A large heavy body like that of man requires an arrangement for support that shall meet several conditions. In the first place there must be strength and stiffness, combined with flexibility, so that the body as a whole shall be firm, yet not rigid. The weight, also, must be kept as small as possible. Then every single cell, and every grouping of cells that we call an organ, must be supported in its place securely but without hindering the free performance of its function. Not only must the protoplasm be held in place, but on account of its fragility it has also to be protected against injury; the vital parts require more careful protection than those that are less immediately essential to life.
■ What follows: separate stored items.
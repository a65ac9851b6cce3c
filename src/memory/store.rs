//! 会话持久化
//!
//! 使用 SQLite 存储对话历史与挂起状态快照，支持跨重启恢复；
//! AWAITING_CONFIRMATION 跨请求边界依赖快照表，循环仅凭持久化状态即可重入。
//! 持久化失败只记日志、有限重试，不影响用户可见响应。

use std::path::Path;
use std::sync::{Arc, Mutex};

use async_trait::async_trait;
use rusqlite::{params, Connection};
use tokio::sync::RwLock;

use crate::core::error::AgentError;
use crate::memory::conversation::{Message, Role};

#[async_trait]
pub trait MemoryStore: Send + Sync {
    /// 追加会话消息
    async fn save_messages(&self, session_id: &str, messages: &[Message])
        -> Result<(), AgentError>;

    /// 按时间顺序加载最近 limit 条消息
    async fn load_messages(&self, session_id: &str, limit: usize)
        -> Result<Vec<Message>, AgentError>;

    /// 写入挂起状态快照（JSON），覆盖旧值
    async fn save_snapshot(&self, session_id: &str, snapshot: &str) -> Result<(), AgentError>;

    async fn load_snapshot(&self, session_id: &str) -> Result<Option<String>, AgentError>;

    async fn clear_snapshot(&self, session_id: &str) -> Result<(), AgentError>;
}

fn role_str(role: &Role) -> &'static str {
    match role {
        Role::User => "user",
        Role::Assistant => "assistant",
        Role::System => "system",
    }
}

fn parse_role(s: &str) -> Role {
    match s {
        "user" => Role::User,
        "assistant" => Role::Assistant,
        _ => Role::System,
    }
}

/// SQLite 实现：conversations（消息流水）+ snapshots（每会话至多一条挂起快照）
pub struct SqliteMemoryStore {
    conn: Arc<Mutex<Connection>>,
}

impl SqliteMemoryStore {
    pub fn new(db_path: impl AsRef<Path>) -> Result<Self, AgentError> {
        let conn = Connection::open(db_path).map_err(|e| AgentError::Store(e.to_string()))?;
        let store = Self {
            conn: Arc::new(Mutex::new(conn)),
        };
        store.init_tables()?;
        Ok(store)
    }

    fn init_tables(&self) -> Result<(), AgentError> {
        let conn = self.conn.lock().expect("store mutex poisoned");
        conn.execute_batch(
            "CREATE TABLE IF NOT EXISTS conversations (
                id INTEGER PRIMARY KEY AUTOINCREMENT,
                session_id TEXT NOT NULL,
                role TEXT NOT NULL,
                content TEXT NOT NULL,
                created_at TEXT NOT NULL
            );
            CREATE INDEX IF NOT EXISTS idx_conversations_session
                ON conversations(session_id);
            CREATE TABLE IF NOT EXISTS snapshots (
                session_id TEXT PRIMARY KEY,
                state TEXT NOT NULL,
                updated_at TEXT NOT NULL
            );",
        )
        .map_err(|e| AgentError::Store(e.to_string()))
    }
}

#[async_trait]
impl MemoryStore for SqliteMemoryStore {
    async fn save_messages(
        &self,
        session_id: &str,
        messages: &[Message],
    ) -> Result<(), AgentError> {
        let conn = self.conn.clone();
        let session_id = session_id.to_string();
        let messages = messages.to_vec();
        tokio::task::spawn_blocking(move || {
            let mut conn = conn.lock().expect("store mutex poisoned");
            let tx = conn
                .transaction()
                .map_err(|e| AgentError::Store(e.to_string()))?;
            for msg in &messages {
                tx.execute(
                    "INSERT INTO conversations (session_id, role, content, created_at)
                     VALUES (?1, ?2, ?3, ?4)",
                    params![
                        session_id,
                        role_str(&msg.role),
                        msg.content,
                        msg.created_at.to_rfc3339()
                    ],
                )
                .map_err(|e| AgentError::Store(e.to_string()))?;
            }
            tx.commit().map_err(|e| AgentError::Store(e.to_string()))
        })
        .await
        .map_err(|e| AgentError::Store(e.to_string()))?
    }

    async fn load_messages(
        &self,
        session_id: &str,
        limit: usize,
    ) -> Result<Vec<Message>, AgentError> {
        let conn = self.conn.clone();
        let session_id = session_id.to_string();
        tokio::task::spawn_blocking(move || {
            let conn = conn.lock().expect("store mutex poisoned");
            let mut stmt = conn
                .prepare(
                    "SELECT role, content, created_at FROM (
                         SELECT id, role, content, created_at FROM conversations
                         WHERE session_id = ?1 ORDER BY id DESC LIMIT ?2
                     ) ORDER BY id ASC",
                )
                .map_err(|e| AgentError::Store(e.to_string()))?;
            let rows = stmt
                .query_map(params![session_id, limit as i64], |row| {
                    let role: String = row.get(0)?;
                    let content: String = row.get(1)?;
                    let created_at: String = row.get(2)?;
                    Ok((role, content, created_at))
                })
                .map_err(|e| AgentError::Store(e.to_string()))?;

            let mut messages = Vec::new();
            for row in rows {
                let (role, content, created_at) =
                    row.map_err(|e| AgentError::Store(e.to_string()))?;
                let created_at = chrono::DateTime::parse_from_rfc3339(&created_at)
                    .map(|t| t.with_timezone(&chrono::Utc))
                    .unwrap_or_else(|_| chrono::Utc::now());
                messages.push(Message {
                    role: parse_role(&role),
                    content,
                    created_at,
                });
            }
            Ok(messages)
        })
        .await
        .map_err(|e| AgentError::Store(e.to_string()))?
    }

    async fn save_snapshot(&self, session_id: &str, snapshot: &str) -> Result<(), AgentError> {
        let conn = self.conn.clone();
        let session_id = session_id.to_string();
        let snapshot = snapshot.to_string();
        tokio::task::spawn_blocking(move || {
            let conn = conn.lock().expect("store mutex poisoned");
            conn.execute(
                "INSERT OR REPLACE INTO snapshots (session_id, state, updated_at)
                 VALUES (?1, ?2, ?3)",
                params![session_id, snapshot, chrono::Utc::now().to_rfc3339()],
            )
            .map(|_| ())
            .map_err(|e| AgentError::Store(e.to_string()))
        })
        .await
        .map_err(|e| AgentError::Store(e.to_string()))?
    }

    async fn load_snapshot(&self, session_id: &str) -> Result<Option<String>, AgentError> {
        let conn = self.conn.clone();
        let session_id = session_id.to_string();
        tokio::task::spawn_blocking(move || {
            let conn = conn.lock().expect("store mutex poisoned");
            let mut stmt = conn
                .prepare("SELECT state FROM snapshots WHERE session_id = ?1")
                .map_err(|e| AgentError::Store(e.to_string()))?;
            let mut rows = stmt
                .query(params![session_id])
                .map_err(|e| AgentError::Store(e.to_string()))?;
            match rows.next().map_err(|e| AgentError::Store(e.to_string()))? {
                Some(row) => {
                    let state: String = row.get(0).map_err(|e| AgentError::Store(e.to_string()))?;
                    Ok(Some(state))
                }
                None => Ok(None),
            }
        })
        .await
        .map_err(|e| AgentError::Store(e.to_string()))?
    }

    async fn clear_snapshot(&self, session_id: &str) -> Result<(), AgentError> {
        let conn = self.conn.clone();
        let session_id = session_id.to_string();
        tokio::task::spawn_blocking(move || {
            let conn = conn.lock().expect("store mutex poisoned");
            conn.execute(
                "DELETE FROM snapshots WHERE session_id = ?1",
                params![session_id],
            )
            .map(|_| ())
            .map_err(|e| AgentError::Store(e.to_string()))
        })
        .await
        .map_err(|e| AgentError::Store(e.to_string()))?
    }
}

/// 内存实现：测试用
#[derive(Default)]
pub struct InMemoryStore {
    messages: RwLock<std::collections::HashMap<String, Vec<Message>>>,
    snapshots: RwLock<std::collections::HashMap<String, String>>,
}

impl InMemoryStore {
    pub fn new() -> Self {
        Self::default()
    }
}

#[async_trait]
impl MemoryStore for InMemoryStore {
    async fn save_messages(
        &self,
        session_id: &str,
        messages: &[Message],
    ) -> Result<(), AgentError> {
        self.messages
            .write()
            .await
            .entry(session_id.to_string())
            .or_default()
            .extend_from_slice(messages);
        Ok(())
    }

    async fn load_messages(
        &self,
        session_id: &str,
        limit: usize,
    ) -> Result<Vec<Message>, AgentError> {
        let map = self.messages.read().await;
        let all = map.get(session_id).cloned().unwrap_or_default();
        let start = all.len().saturating_sub(limit);
        Ok(all[start..].to_vec())
    }

    async fn save_snapshot(&self, session_id: &str, snapshot: &str) -> Result<(), AgentError> {
        self.snapshots
            .write()
            .await
            .insert(session_id.to_string(), snapshot.to_string());
        Ok(())
    }

    async fn load_snapshot(&self, session_id: &str) -> Result<Option<String>, AgentError> {
        Ok(self.snapshots.read().await.get(session_id).cloned())
    }

    async fn clear_snapshot(&self, session_id: &str) -> Result<(), AgentError> {
        self.snapshots.write().await.remove(session_id);
        Ok(())
    }
}

#[cfg(test)]
mod tests {
    use super::*;
    use tempfile::TempDir;

    #[tokio::test]
    async fn test_sqlite_roundtrip_and_restore() {
        let dir = TempDir::new().unwrap();
        let db_path = dir.path().join("sessions.db");

        {
            let store = SqliteMemoryStore::new(&db_path).unwrap();
            store
                .save_messages(
                    "s1",
                    &[Message::user("帮我看下昨天的消耗"), Message::assistant("好的")],
                )
                .await
                .unwrap();
            store.save_snapshot("s1", r#"{"phase":"awaiting"}"#).await.unwrap();
        }

        // 重开连接模拟进程重启
        let store = SqliteMemoryStore::new(&db_path).unwrap();
        let messages = store.load_messages("s1", 10).await.unwrap();
        assert_eq!(messages.len(), 2);
        assert_eq!(messages[0].content, "帮我看下昨天的消耗");

        let snap = store.load_snapshot("s1").await.unwrap();
        assert!(snap.unwrap().contains("awaiting"));

        store.clear_snapshot("s1").await.unwrap();
        assert!(store.load_snapshot("s1").await.unwrap().is_none());
    }

    #[tokio::test]
    async fn test_load_respects_limit_order() {
        let dir = TempDir::new().unwrap();
        let store = SqliteMemoryStore::new(dir.path().join("m.db")).unwrap();
        for i in 0..5 {
            store
                .save_messages("s2", &[Message::user(format!("m{i}"))])
                .await
                .unwrap();
        }
        let recent = store.load_messages("s2", 2).await.unwrap();
        assert_eq!(recent.len(), 2);
        assert_eq!(recent[0].content, "m3");
        assert_eq!(recent[1].content, "m4");
    }
}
Finally, bodily motions of all sorts depend on the framework to give purchase to the muscles, which are the actual organs of motion, and so to make their movements effective. For support, for protection, and for motion, then, the framework is important.
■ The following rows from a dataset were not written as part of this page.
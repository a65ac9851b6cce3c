//! 点数网关
//!
//! 包装计费服务的 check / deduct / refund 三个窄接口，均以 operation_id 幂等：
//! 同一 operation_id 的重复 deduct 只扣一次（返回 AlreadyApplied），重复 refund 只退一次。
//! Executor 以 "{session_id}:{step_id}" 派生 operation_id，重试不会重复扣费。

use std::collections::{HashMap, HashSet};
use std::time::Duration;

use async_trait::async_trait;
use serde_json::Value;
use tokio::sync::RwLock;

use crate::core::error::AgentError;

/// 扣费结果
#[derive(Debug, Clone, Copy, PartialEq, Eq)]
pub enum DeductOutcome {
    Applied,
    /// 同一 operation_id 已扣过，余额不再变化
    AlreadyApplied,
}

#[async_trait]
pub trait CreditGateway: Send + Sync {
    /// 余额是否足以覆盖预估消耗
    async fn check(&self, user_id: &str, estimated: u32) -> Result<bool, AgentError>;

    async fn deduct(
        &self,
        user_id: &str,
        amount: u32,
        operation_id: &str,
    ) -> Result<DeductOutcome, AgentError>;

    async fn refund(&self, user_id: &str, amount: u32, operation_id: &str)
        -> Result<(), AgentError>;
}

/// 内存实现：本地运行与测试用
pub struct InMemoryCreditGateway {
    balances: RwLock<HashMap<String, i64>>,
    applied: RwLock<HashSet<String>>,
    initial_balance: i64,
}

impl InMemoryCreditGateway {
    pub fn new(initial_balance: u32) -> Self {
        Self {
            balances: RwLock::new(HashMap::new()),
            applied: RwLock::new(HashSet::new()),
            initial_balance: initial_balance as i64,
        }
    }

    pub async fn balance(&self, user_id: &str) -> i64 {
        self.balances
            .read()
            .await
            .get(user_id)
            .copied()
            .unwrap_or(self.initial_balance)
    }
}

#[async_trait]
impl CreditGateway for InMemoryCreditGateway {
    async fn check(&self, user_id: &str, estimated: u32) -> Result<bool, AgentError> {
        Ok(self.balance(user_id).await >= estimated as i64)
    }

    async fn deduct(
        &self,
        user_id: &str,
        amount: u32,
        operation_id: &str,
    ) -> Result<DeductOutcome, AgentError> {
        let mut applied = self.applied.write().await;
        if !applied.insert(format!("deduct:{operation_id}")) {
            return Ok(DeductOutcome::AlreadyApplied);
        }
        let mut balances = self.balances.write().await;
        let entry = balances
            .entry(user_id.to_string())
            .or_insert(self.initial_balance);
        *entry -= amount as i64;
        Ok(DeductOutcome::Applied)
    }

    async fn refund(
        &self,
        user_id: &str,
        amount: u32,
        operation_id: &str,
    ) -> Result<(), AgentError> {
        let mut applied = self.applied.write().await;
        if !applied.insert(format!("refund:{operation_id}")) {
            return Ok(());
        }
        let mut balances = self.balances.write().await;
        let entry = balances
            .entry(user_id.to_string())
            .or_insert(self.initial_balance);
        *entry += amount as i64;
        Ok(())
    }
}

/// 计费服务 HTTP 客户端
pub struct HttpCreditGateway {
    http: reqwest::Client,
    base_url: String,
}

impl HttpCreditGateway {
    pub fn new(base_url: impl Into<String>, timeout_secs: u64) -> Self {
        let http = reqwest::Client::builder()
            .timeout(Duration::from_secs(timeout_secs))
            .user_agent("adpilot/0.1")
            .build()
            .unwrap_or_default();
        Self {
            http,
            base_url: base_url.into().trim_end_matches('/').to_string(),
        }
    }

    async fn post(&self, op: &str, body: Value) -> Result<Value, AgentError> {
        let url = format!("{}/credits/{}", self.base_url, op);
        let resp = self
            .http
            .post(&url)
            .json(&body)
            .send()
            .await
            .map_err(|e| AgentError::Connectivity(format!("credit gateway: {e}")))?;
        if !resp.status().is_success() {
            return Err(AgentError::Connectivity(format!(
                "credit gateway HTTP {}",
                resp.status()
            )));
        }
        resp.json()
            .await
            .map_err(|e| AgentError::Connectivity(format!("credit gateway body: {e}")))
    }
}

#[async_trait]
impl CreditGateway for HttpCreditGateway {
    async fn check(&self, user_id: &str, estimated: u32) -> Result<bool, AgentError> {
        let payload = self
            .post(
                "check",
                serde_json::json!({ "user_id": user_id, "estimated": estimated }),
            )
            .await?;
        Ok(payload["allowed"].as_bool().unwrap_or(false))
    }

    async fn deduct(
        &self,
        user_id: &str,
        amount: u32,
        operation_id: &str,
    ) -> Result<DeductOutcome, AgentError> {
        let payload = self
            .post(
                "deduct",
                serde_json::json!({
                    "user_id": user_id,
                    "amount": amount,
                    "operation_id": operation_id,
                }),
            )
            .await?;
        if payload["already_applied"].as_bool().unwrap_or(false) {
            Ok(DeductOutcome::AlreadyApplied)
        } else {
            Ok(DeductOutcome::Applied)
        }
    }

    async fn refund(
        &self,
        user_id: &str,
        amount: u32,
        operation_id: &str,
    ) -> Result<(), AgentError> {
        self.post(
            "refund",
            serde_json::json!({
                "user_id": user_id,
                "amount": amount,
                "operation_id": operation_id,
            }),
        )
        .await?;
        Ok(())
    }
}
The material that does the real supporting is not, of course, alive, for living protoplasm lacks the necessary qualities needed here. It is manufactured and put in place, however, by living cells. They do this by withdrawing the special materials needed from the body fluid which surrounds them; in large part what they get from the fluid is not the finished substance but material from which the living cells make the finished substance. It is then passed outside their bodies and deposited in the surrounding space. Of course this is a gradual process. Bit by bit the structure, bone, cartilage, or connective tissue, as the case may be, is built up by the combined activities of many cells.
Of the three kinds of supporting material mentioned above, bone is the most familiar. No description of its appearance is necessary, for everyone has seen it as it appears in meat animals and in poultry, and it looks precisely the same in man. There are several things about bone, however, that are worth describing. One is the arrangement by which the very hard, compact material is deposited in large masses without cutting off the cells which are doing the depositing from their contact with the body fluid, and so destroying them and bringing their work to an end. The way this is managed can be made out by examination of the figure, showing the structure of bone. At the beginning the bone cells are lying near one of the tiny blood vessels known as _capillaries_, which are the exchange stations for material between blood and the stationary part of the body fluid. Thus these cells are favorably located for obtaining materials from which bone can be constructed. As they proceed with the formation of bone they always leave tiny passages open between themselves and the blood capillary. Finally the capillary may become completely surrounded by bone, but all along it will be left the passages through which fluid can make its way from the blood to where the cells are imprisoned within the bony walls of their own construction. The metabolism of bone cells is not on a very active scale; the amount of bone substance that a single bone cell has to produce in a day is only a fraction of the amount of saliva, for instance, that a single cell of the salivary gland turns out in the same time; so the bone cell can manage even though its supply of material has to come to it through a few very tiny passages in the bone.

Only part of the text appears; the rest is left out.